The 2013 Southern Weekly incident was a conflict which arose over government censorship of a "New Year's Greeting" published in the Chinese newspaper Southern Weekly. Guangdong Province's Propaganda Department bypassed standard censorship protocols by changing the headline and content of the New Year's message without first informing Southern Weekly editors. In protest, newsroom staff posted online criticisms of the state of free expression in China and went on a four-day strike. The incident also sparked public demonstrations against press censorship which took place outside Southern Weekly's headquarters in Guangzhou, China. As a result of the incident and the accompanying demonstrations, keywords such as "Southern Weekly," "January 7 protest," and "open letter" have become sensitive topics blocked by the Chinese firewall.

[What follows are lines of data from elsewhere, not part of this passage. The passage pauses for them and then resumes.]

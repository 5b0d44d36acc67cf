//! `coalesce bundle` command

use std::path::PathBuf;

use anyhow::{bail, Result};

use crate::cli::BundleArgs;
use coalesce::engine::emit::{BundleOptions, DedupeMode, IncludeOrder};
use coalesce::engine::errors::BundleError;
use coalesce::ops::{bundle_plan, bundle_to_disk};
use coalesce::util::diagnostic;

use super::resolve_graph_settings;

pub fn execute(args: BundleArgs, color: bool) -> Result<()> {
    let settings = resolve_graph_settings(&args.roots, args.base_dir.as_deref())?;
    let config = settings.manifest.as_ref().map(|m| &m.bundle);

    // CLI overrides manifest
    let guard = if args.no_guard {
        false
    } else if args.guard {
        true
    } else {
        config.map(|c| c.guard).unwrap_or(true)
    };

    let order = match &args.order {
        Some(s) => s
            .parse::<IncludeOrder>()
            .map_err(|e| anyhow::anyhow!("{}", e))?,
        None => config.map(|c| c.order).unwrap_or_default(),
    };

    let dedupe = match &args.dedupe {
        Some(s) => s
            .parse::<DedupeMode>()
            .map_err(|e| anyhow::anyhow!("{}", e))?,
        None => config.map(|c| c.dedupe).unwrap_or_default(),
    };

    let strict = args.strict || config.map(|c| c.strict).unwrap_or(false);

    let opts = BundleOptions::new(&settings.base_dir)
        .with_guard(guard)
        .with_order(order)
        .with_dedupe(dedupe)
        .with_strict(strict);

    if args.plan {
        let plan = match bundle_plan(&settings.roots, &opts) {
            Ok(plan) => plan,
            Err(e) => return fail(e, color),
        };
        println!("{}", serde_json::to_string_pretty(&plan)?);
        return Ok(());
    }

    let output = resolve_output(&args, &settings)?;

    let outcome = match bundle_to_disk(&settings.roots, &opts, &output) {
        Ok(outcome) => outcome,
        Err(e) => return fail(e, color),
    };

    eprintln!(
        "    Finished {} ({} headers, {} system includes, {} bytes)",
        outcome.output.display(),
        outcome.files,
        outcome.system_includes,
        outcome.bytes
    );

    Ok(())
}

/// Output path: CLI flag, then manifest (relative to its directory).
fn resolve_output(args: &BundleArgs, settings: &super::GraphSettings) -> Result<PathBuf> {
    if let Some(output) = &args.output {
        return Ok(output.clone());
    }

    if let (Some(manifest), Some(dir)) = (&settings.manifest, &settings.manifest_dir) {
        if let Some(output) = &manifest.bundle.output {
            return Ok(dir.join(output));
        }
    }

    bail!(
        "no output path given\n\
         help: pass --output or set `output` under [bundle] in Coalesce.toml"
    );
}

/// Surface engine errors as diagnostics, everything else verbatim.
fn fail(e: anyhow::Error, color: bool) -> Result<()> {
    if let Some(bundle_err) = e.downcast_ref::<BundleError>() {
        diagnostic::emit(&bundle_err.to_diagnostic(), color);
        std::process::exit(1);
    }
    Err(e)
}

==Southern Weekly background==
The Southern Weekly is a liberal-leaning paper founded in 1984 in Guangdong, Guangzhou. It is a part of the Nanfang Media Group (南方报业传媒集团), which is a provincial government-owned media corporation. Despite its ties to the Chinese Communist Party, Southern Weekly is known for hard-hitting journalism which tests the limits of free speech in China. The paper gained worldwide recognition in 2009, when U.S. President Barack Obama selected it, as opposed to the state television service, to interview him during his visit to China in that year. Southern Weekly's highest ranking editor, Xiang Xi, was demoted following the interview. Political theorists suggested that his demotion was punishment by the Party's propaganda department, angered because Southern Weekly did not seek its permission before agreeing to conduct the interview.

==Sequence of events==
All the following events are timed using UTC +08:00.

On January 3, 2013, Southern Weekly editors awoke to find that the New Year's Greeting they had penned two days earlier had been radically revised by government censors. The original version of the Greeting, written by staff reporter Dai Zhiyong (戴志勇), was titled Dream of China, Dream of Constitutionalism (中国梦，宪政梦). It called for the revitalization of human rights in China and the curtailment of excessive use of government power. The published version was titled "We Are Now Closer to Our Dream Than Ever Before" (我们比任何时候都更接近梦想) and was accompanied by an introductory message written by the highest-ranking member of the Guangdong Propaganda Office, Tuo Zhen. The introductory message, titled "Pursuing Our Dreams" (追梦), praised the Chinese Communist Party and quoted directly from the New Year's message published in the Party-run newspaper Official Peoples Daily.

=== Preparation ===
In early December, Southern Weeklys editorial board decided upon "travelling across the river" (过河) as the topic of the New Year's message. However, chief editor Huang Can (黄灿), did not like the idea. In mid-December, Huang suggested that "Chinese Dream" (中国梦) be adopted as the keyword for the message. On the night of December 23, the editorial board finalized the following preliminary plan for New Year's edition:

1. New Year's Message: Analyze the question "At what stage is the Chinese Dream; What kind of Chinese Dream should China have now." Later this formed the first draft of Chinese Dream, Constitutional Dream (《中国梦 宪政梦》).
2. Past Chinese Dreams: Reflect on the past century and consider how the Chinese Dream evolved throughout it.

3. Dreams and Reality: A list of notable figures from the past year who embody the Chinese Dream and contributed to its advancement.

4. Journalist Actions: Chronicle the daily lives of select journalists and report on their personal and professional dreams.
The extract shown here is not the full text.